Et le prêtre, tout enveloppé de son odeur passionnée de femme faite,
prenait une joie amère à braver la caresse de sa bouche rouge, le
rire de ses yeux, l'appel de sa gorge, l'ivresse qui coulait d'elle
au moindre mouvement. Il poussait la témérité jusqu'à chercher sur
elle les places qu'il avait baisées follement, autrefois, les coins
des yeux, les coins des lèvres, les tempes étroites, douces comme du
satin, la nuque d'ambre, soyeuse comme du velours. Jamais, même au
cou d'Albine, il n'avait goûté les félicités qu'il éprouvait à se
martyriser, en regardant en face cette passion qu'il refusait. Puis,
il craignit de céder là à quelque nouveau piège de la chair. Il
baissa les yeux, il dit avec douceur:

- Je ne puis vous entendre ici. Sortons, si vous tenez à accroître
nos regrets à tous deux... Notre présence en cet endroit est un
scandale. Nous sommes chez Dieu.

- Qui ça, Dieu? cria Albine affolée, redevenue la grande fille
lâchée en pleine nature. Je ne le connais pas, ton Dieu, je ne veux
pas le connaître, s'il te vole à moi, qui ne lui ai jamais rien
fait. Mon oncle Jeanbernat a donc raison de dire que ton Dieu est
une invention de méchanceté, une manière d'épouvanter les gens et de
les faire pleurer... Tu mens, tu ne m'aimes plus, ton Dieu n'existe
pas.

- Vous êtes chez lui, répéta l'abbé Mouret avec force. Vous
blasphémez. D'un souffle, il pourrait vous réduire en poussière.
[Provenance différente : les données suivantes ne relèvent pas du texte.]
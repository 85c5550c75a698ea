// Copyright 2025 The stratus Authors
//
// Licensed under the Apache License, Version 2.0 (the "License");
// you may not use this file except in compliance with the License.
// You may obtain a copy of the License at
//
//   http://www.apache.org/licenses/LICENSE-2.0
//
// Unless required by applicable law or agreed to in writing, software
// distributed under the License is distributed on an "AS IS" BASIS,
// WITHOUT WARRANTIES OR CONDITIONS OF ANY KIND, either express or implied.
// See the License for the specific language governing permissions and
// limitations under the License.
//

use std::net::SocketAddr;
use std::time::Duration;

use http::{Request, Response};
use http_body::Body;
use hyper::body::Incoming;
use hyper_util::rt::{TokioExecutor, TokioIo};
use hyper_util::server::conn::auto;
use hyper_util::server::graceful::GracefulShutdown;
use hyper_util::service::TowerToHyperService;
use stratus_error::{Context, Result};
use stratus_logging::Logger;
use stratus_platform::signal::ShutdownSignal;
use tokio::net::TcpListener;
use tokio::sync::broadcast;
use tower::Service;

// The platform sends SIGTERM and allows little drain time beyond this
// before killing the instance.
const SHUTDOWN_GRACE: Duration = Duration::from_secs(5);

/// HTTP server bound to the address the platform dictates through
/// `HOST_ADDR` and `PORT`.
pub struct Server {
    addr: SocketAddr,
    logger: Logger,
}

impl Server {
    /// Address from `HOST_ADDR`/`PORT`, defaulting to `0.0.0.0:8080` per
    /// the container contract.
    pub fn from_env(logger: Logger) -> Result<Self> {
        let port = std::env::var("PORT").unwrap_or_else(|_| "8080".to_owned());
        let host = std::env::var("HOST_ADDR").unwrap_or_else(|_| "0.0.0.0".to_owned());

        let addr = format!("{host}:{port}").parse().context("failed to parse listen address")?;
        Ok(Server { addr, logger })
    }

    pub fn with_addr(addr: SocketAddr, logger: Logger) -> Self {
        Server { addr, logger }
    }

    pub fn addr(&self) -> SocketAddr {
        self.addr
    }

    /// Binds the listener for this server's address.
    pub async fn listen(&self) -> Result<TcpListener> {
        TcpListener::bind(self.addr).await.context("failed to bind listener")
    }

    /// Serves connections until a shutdown signal arrives, then drains
    /// in-flight connections for at most the platform's grace period.
    pub async fn serve<S, B>(
        &self,
        listener: TcpListener,
        service: S,
        mut shutdown: broadcast::Receiver<ShutdownSignal>,
    ) -> Result<()>
    where
        S: Service<Request<Incoming>, Response = Response<B>> + Clone + Send + 'static,
        S::Error: Into<stratus_error::Error>,
        S::Future: Send,
        B: Body + Send + 'static,
        B::Data: Send,
        B::Error: Into<stratus_error::Error>,
    {
        let local_addr = listener.local_addr().context("failed to read local address")?;
        self.logger.info(format!("listening on {local_addr}"));

        let builder = auto::Builder::new(TokioExecutor::new());
        let graceful = GracefulShutdown::new();

        loop {
            tokio::select! {
                accepted = listener.accept() => {
                    let (stream, _remote) = match accepted {
                        Ok(pair) => pair,
                        Err(err) => {
                            self.logger.warn(format!("failed to accept connection : {err}"));
                            continue;
                        },
                    };

                    let io = TokioIo::new(stream);
                    let hyper_service = TowerToHyperService::new(service.clone());
                    let conn = builder.serve_connection_with_upgrades(io, hyper_service);
                    let conn = graceful.watch(conn.into_owned());

                    let logger = self.logger.clone();
                    tokio::spawn(async move {
                        if let Err(err) = conn.await {
                            logger.error(format!("server connection error : {err}"));
                        }
                    });
                },
                signal = shutdown.recv() => {
                    match signal {
                        Ok(signal) => self.logger.info(format!("received {signal}, draining connections")),
                        // All senders gone counts as a shutdown request too.
                        Err(_) => self.logger.warn("shutdown channel closed, draining connections"),
                    }
                    break;
                },
            }
        }

        drop(listener);

        tokio::select! {
            () = graceful.shutdown() => {
                self.logger.debug("HTTP server shut down");
            },
            () = tokio::time::sleep(SHUTDOWN_GRACE) => {
                self.logger.warn("graceful shutdown timed out, aborting open connections");
            },
        }

        Ok(())
    }
}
Elle eut un rire superbe. Elle levait les bras, elle défiait le
ciel.

- Alors, dit-elle, tu préfères ton Dieu à moi! Tu le crois plus
fort que moi. Tu t'imagines qu'il t'aimera mieux que moi... Tiens!
tu es un enfant. Laisse donc ces bêtises. Nous allons retourner au
jardin ensemble, et nous aimer, et être heureux, et être libres.
C'est la vie.

Cette fois, elle avait réussi à le prendre à la taille. Elle
l'entraînait. Mais il se dégagea, tout frissonnant, de son étreinte;
il revint s'adosser à l'autel, s'oubliant, la tutoyant comme
autrefois.

- Va-t'en, balbutia-t-il. Si tu m'aimes encore, va-t'en... Oh!
Seigneur, pardonnez-lui, pardonnez-moi de salir votre maison. Si je
passais la porte derrière elle, je la suivrais peut-être. Ici, chez
vous, je suis fort. Permettez que je reste là, à vous défendre.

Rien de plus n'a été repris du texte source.